ASSIGNMENT: Once the data has been read, print it back in full, exactly.

DATASET:

"""

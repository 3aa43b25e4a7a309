use clap::Parser;
use std::path::PathBuf;

#[derive(Parser, Debug)]
#[command(name = "tatami")]
#[command(version, about = "Sprite sheet generator", long_about = None)]
pub struct CliArgs {
    /// Directory containing the images to assemble
    #[arg(short, long, value_name = "DIR")]
    pub input_path: PathBuf,

    /// Destination file for the sprite sheet [default: <input-path>.png]
    #[arg(short, long, value_name = "FILE")]
    pub output_path: Option<PathBuf>,

    /// Trim transparent borders from each image before layout
    #[arg(long)]
    pub trim: bool,

    /// Crop every image to one region: 'smallest', 'biggest',
    /// 'left,top,width,height', or the index of an image to copy the size of
    #[arg(long, value_name = "SPEC")]
    pub crop: Option<String>,

    /// Rescale the finished sheet by this factor (values above 1 are read
    /// as tenths, so 3 means 0.3)
    #[arg(long, value_name = "FACTOR")]
    pub scale: Option<String>,

    /// Verbose output
    #[arg(short, long)]
    pub verbose: bool,
}

/// Immutable run configuration, resolved once from the parsed arguments
/// and passed by reference into every pipeline stage.
#[derive(Debug, Clone)]
pub struct Options {
    pub input: PathBuf,
    pub output: PathBuf,
    pub trim: bool,
    pub crop: Option<String>,
    pub scale: Option<String>,
    pub verbose: bool,
}

impl Options {
    pub fn from_args(args: CliArgs) -> Self {
        let output = args
            .output_path
            .unwrap_or_else(|| args.input_path.with_extension("png"));

        Self {
            input: args.input_path,
            output,
            trim: args.trim,
            crop: args.crop,
            scale: args.scale,
            verbose: args.verbose,
        }
    }
}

"""

RESULT OF THE TASK:
repository 3aa43b25e4a7a309
use clap::Parser;
use std::path::PathBuf;

#[derive(Parser, Debug)]
#[command(name = "tatami")]
#[command(version, about = "Sprite sheet generator", long_about = None)]
pub struct CliArgs {
    /// Directory containing the images to assemble
    #[arg(short, long, value_name = "DIR")]
    pub input_path: PathBuf,

    /// Destination file for the sprite sheet [default: <input-path>.png]
    #[arg(short, long, value_name = "FILE")]
    pub output_path: Option<PathBuf>,

    /// Trim transparent borders from each image before layout
    #[arg(long)]
    pub trim: bool,

    /// Crop every image to one region: 'smallest', 'biggest',
    /// 'left,top,width,height', or the index of an image to copy the size of
    #[arg(long, value_name = "SPEC")]
    pub crop: Option<String>,

    /// Rescale the finished sheet by this factor (values above 1 are read
    /// as tenths, so 3 means 0.3)
    #[arg(long, value_name = "FACTOR")]
    pub scale: Option<String>,

    /// Verbose output
    #[arg(short, long)]
    pub verbose: bool,
}

/// Immutable run configuration, resolved once from the parsed arguments
/// and passed by reference into every pipeline stage.
#[derive(Debug, Clone)]
pub struct Options {
    pub input: PathBuf,
    pub output: PathBuf,
    pub trim: bool,
    pub crop: Option<String>,
    pub scale: Option<String>,
    pub verbose: bool,
}

impl Options {
    pub fn from_args(args: CliArgs) -> Self {
        let output = args
            .output_path
            .unwrap_or_else(|| args.input_path.with_extension("png"));

        Self {
            input: args.input_path,
            output,
            trim: args.trim,
            crop: args.crop,
            scale: args.scale,
            verbose: args.verbose,
        }
    }
}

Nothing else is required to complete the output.